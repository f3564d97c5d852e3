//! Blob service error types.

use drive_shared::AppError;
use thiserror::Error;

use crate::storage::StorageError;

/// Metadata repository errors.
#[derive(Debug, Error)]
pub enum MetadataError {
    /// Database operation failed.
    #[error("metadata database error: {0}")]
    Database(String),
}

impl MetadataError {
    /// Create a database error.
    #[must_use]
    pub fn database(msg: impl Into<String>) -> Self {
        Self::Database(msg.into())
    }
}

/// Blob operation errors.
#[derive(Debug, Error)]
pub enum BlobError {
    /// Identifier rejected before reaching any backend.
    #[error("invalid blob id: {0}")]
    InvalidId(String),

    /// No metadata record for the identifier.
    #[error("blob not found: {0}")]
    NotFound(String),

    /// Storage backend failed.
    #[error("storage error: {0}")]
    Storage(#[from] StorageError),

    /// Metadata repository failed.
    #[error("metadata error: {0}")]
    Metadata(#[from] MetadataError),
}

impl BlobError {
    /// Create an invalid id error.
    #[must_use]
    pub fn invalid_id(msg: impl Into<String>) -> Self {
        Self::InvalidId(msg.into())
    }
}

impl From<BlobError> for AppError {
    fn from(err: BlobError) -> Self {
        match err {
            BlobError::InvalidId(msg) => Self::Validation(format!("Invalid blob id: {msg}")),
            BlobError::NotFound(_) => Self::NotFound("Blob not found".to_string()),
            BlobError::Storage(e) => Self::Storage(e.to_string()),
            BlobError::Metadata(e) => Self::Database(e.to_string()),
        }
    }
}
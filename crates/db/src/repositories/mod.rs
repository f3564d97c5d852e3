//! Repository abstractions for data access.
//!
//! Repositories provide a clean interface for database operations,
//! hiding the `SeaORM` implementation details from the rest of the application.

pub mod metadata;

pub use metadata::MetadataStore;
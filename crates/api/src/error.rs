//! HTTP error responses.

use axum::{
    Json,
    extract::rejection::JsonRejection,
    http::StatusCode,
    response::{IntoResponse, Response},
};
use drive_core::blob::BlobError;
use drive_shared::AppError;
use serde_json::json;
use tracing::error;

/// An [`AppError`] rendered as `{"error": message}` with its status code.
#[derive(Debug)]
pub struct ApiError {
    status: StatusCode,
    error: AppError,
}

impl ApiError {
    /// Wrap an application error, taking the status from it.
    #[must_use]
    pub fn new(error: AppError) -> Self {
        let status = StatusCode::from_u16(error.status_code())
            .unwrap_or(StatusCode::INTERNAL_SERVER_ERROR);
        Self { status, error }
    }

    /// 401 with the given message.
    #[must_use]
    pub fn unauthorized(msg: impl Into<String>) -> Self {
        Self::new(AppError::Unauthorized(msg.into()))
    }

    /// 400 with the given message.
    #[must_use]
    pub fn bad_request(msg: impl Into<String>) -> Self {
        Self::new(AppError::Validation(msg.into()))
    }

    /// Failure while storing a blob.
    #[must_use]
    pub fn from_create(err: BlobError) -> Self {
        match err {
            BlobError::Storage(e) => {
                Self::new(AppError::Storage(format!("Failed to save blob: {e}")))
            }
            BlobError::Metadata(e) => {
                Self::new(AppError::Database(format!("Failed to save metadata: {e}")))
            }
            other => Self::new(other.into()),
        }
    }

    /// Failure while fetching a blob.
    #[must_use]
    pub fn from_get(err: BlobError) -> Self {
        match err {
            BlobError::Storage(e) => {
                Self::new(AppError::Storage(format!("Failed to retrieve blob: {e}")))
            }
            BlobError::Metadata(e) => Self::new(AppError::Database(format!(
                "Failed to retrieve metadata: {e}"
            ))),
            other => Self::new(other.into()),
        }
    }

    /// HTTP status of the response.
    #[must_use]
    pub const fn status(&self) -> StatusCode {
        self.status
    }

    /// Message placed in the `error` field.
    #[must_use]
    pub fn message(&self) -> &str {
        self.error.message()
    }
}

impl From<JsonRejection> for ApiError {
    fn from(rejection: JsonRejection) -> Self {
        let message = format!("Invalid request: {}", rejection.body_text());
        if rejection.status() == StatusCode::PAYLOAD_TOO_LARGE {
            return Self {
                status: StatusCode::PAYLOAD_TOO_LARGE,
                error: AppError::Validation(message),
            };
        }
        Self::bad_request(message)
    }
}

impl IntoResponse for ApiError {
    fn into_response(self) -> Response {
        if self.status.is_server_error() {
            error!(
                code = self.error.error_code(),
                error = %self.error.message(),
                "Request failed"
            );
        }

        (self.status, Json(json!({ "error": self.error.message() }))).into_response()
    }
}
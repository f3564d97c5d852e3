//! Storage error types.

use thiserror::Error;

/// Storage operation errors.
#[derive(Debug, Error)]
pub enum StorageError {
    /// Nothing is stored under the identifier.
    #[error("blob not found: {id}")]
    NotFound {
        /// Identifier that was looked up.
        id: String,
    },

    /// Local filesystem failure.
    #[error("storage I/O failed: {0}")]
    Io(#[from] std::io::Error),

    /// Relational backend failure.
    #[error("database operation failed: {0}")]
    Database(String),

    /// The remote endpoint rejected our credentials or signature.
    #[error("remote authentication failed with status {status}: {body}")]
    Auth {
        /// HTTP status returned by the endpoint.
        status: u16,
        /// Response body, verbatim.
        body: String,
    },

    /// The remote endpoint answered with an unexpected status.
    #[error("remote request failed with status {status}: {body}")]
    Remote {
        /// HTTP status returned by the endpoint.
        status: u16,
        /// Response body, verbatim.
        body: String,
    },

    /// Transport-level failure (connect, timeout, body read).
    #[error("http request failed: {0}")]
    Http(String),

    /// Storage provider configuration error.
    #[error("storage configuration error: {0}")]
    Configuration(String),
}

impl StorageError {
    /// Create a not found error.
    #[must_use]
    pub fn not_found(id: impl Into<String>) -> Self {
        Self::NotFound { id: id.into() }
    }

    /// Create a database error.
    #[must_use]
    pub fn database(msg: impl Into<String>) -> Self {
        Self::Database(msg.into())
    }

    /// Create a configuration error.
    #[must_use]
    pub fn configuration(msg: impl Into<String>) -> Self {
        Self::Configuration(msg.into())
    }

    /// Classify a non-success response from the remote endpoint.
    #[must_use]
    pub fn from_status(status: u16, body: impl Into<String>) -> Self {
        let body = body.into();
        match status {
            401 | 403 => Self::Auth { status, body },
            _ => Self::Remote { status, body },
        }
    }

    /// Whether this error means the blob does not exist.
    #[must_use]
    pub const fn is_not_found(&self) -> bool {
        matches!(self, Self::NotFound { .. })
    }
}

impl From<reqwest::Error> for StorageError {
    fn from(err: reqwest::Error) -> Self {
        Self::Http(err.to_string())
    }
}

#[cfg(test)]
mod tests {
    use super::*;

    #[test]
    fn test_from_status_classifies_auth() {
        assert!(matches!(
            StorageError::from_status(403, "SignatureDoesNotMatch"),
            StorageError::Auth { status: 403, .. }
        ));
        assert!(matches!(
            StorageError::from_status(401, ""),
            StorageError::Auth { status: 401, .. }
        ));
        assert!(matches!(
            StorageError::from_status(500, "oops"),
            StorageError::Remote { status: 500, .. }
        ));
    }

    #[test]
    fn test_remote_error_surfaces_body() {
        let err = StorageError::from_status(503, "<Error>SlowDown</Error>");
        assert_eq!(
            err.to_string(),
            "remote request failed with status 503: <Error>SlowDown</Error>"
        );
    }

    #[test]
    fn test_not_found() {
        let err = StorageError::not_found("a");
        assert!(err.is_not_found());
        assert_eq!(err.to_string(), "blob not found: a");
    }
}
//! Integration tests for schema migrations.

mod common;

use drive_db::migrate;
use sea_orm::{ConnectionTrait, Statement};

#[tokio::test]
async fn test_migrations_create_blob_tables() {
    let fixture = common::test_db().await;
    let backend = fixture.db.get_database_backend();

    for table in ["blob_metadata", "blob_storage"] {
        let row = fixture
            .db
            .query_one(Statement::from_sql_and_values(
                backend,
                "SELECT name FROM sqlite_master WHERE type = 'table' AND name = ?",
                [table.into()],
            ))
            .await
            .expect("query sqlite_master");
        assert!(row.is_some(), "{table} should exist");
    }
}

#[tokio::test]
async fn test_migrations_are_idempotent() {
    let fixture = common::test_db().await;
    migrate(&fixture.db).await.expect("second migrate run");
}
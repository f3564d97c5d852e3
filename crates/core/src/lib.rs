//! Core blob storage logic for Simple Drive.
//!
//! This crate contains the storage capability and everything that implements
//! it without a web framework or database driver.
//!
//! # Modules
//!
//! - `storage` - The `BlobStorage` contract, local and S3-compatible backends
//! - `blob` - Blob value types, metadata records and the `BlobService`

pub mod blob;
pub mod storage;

_ _ _

◆ **Exercise**
Search the listing above for the lines with "use crate::storage::StorageError;" and "pub struct ApiError", then output those lines and all lines between them exactly.

◆ **Task response**
use crate::storage::StorageError;

/// Metadata repository errors.
#[derive(Debug, Error)]
pub enum MetadataError {
    /// Database operation failed.
    #[error("metadata database error: {0}")]
    Database(String),
}

impl MetadataError {
    /// Create a database error.
    #[must_use]
    pub fn database(msg: impl Into<String>) -> Self {
        Self::Database(msg.into())
    }
}

/// Blob operation errors.
#[derive(Debug, Error)]
pub enum BlobError {
    /// Identifier rejected before reaching any backend.
    #[error("invalid blob id: {0}")]
    InvalidId(String),

    /// No metadata record for the identifier.
    #[error("blob not found: {0}")]
    NotFound(String),

    /// Storage backend failed.
    #[error("storage error: {0}")]
    Storage(#[from] StorageError),

    /// Metadata repository failed.
    #[error("metadata error: {0}")]
    Metadata(#[from] MetadataError),
}

impl BlobError {
    /// Create an invalid id error.
    #[must_use]
    pub fn invalid_id(msg: impl Into<String>) -> Self {
        Self::InvalidId(msg.into())
    }
}

impl From<BlobError> for AppError {
    fn from(err: BlobError) -> Self {
        match err {
            BlobError::InvalidId(msg) => Self::Validation(format!("Invalid blob id: {msg}")),
            BlobError::NotFound(_) => Self::NotFound("Blob not found".to_string()),
            BlobError::Storage(e) => Self::Storage(e.to_string()),
            BlobError::Metadata(e) => Self::Database(e.to_string()),
        }
    }
}
filename crates/db/src/repositories/mod.rs
repository f3564d97c5d852e3
//! Repository abstractions for data access.
//!
//! Repositories provide a clean interface for database operations,
//! hiding the `SeaORM` implementation details from the rest of the application.

pub mod metadata;

pub use metadata::MetadataStore;
filename crates/api/src/error.rs
//! HTTP error responses.

use axum::{
    Json,
    extract::rejection::JsonRejection,
    http::StatusCode,
    response::{IntoResponse, Response},
};
use drive_core::blob::BlobError;
use drive_shared::AppError;
use serde_json::json;
use tracing::error;

/// An [`AppError`] rendered as `{"error": message}` with its status code.
#[derive(Debug)]
pub struct ApiError {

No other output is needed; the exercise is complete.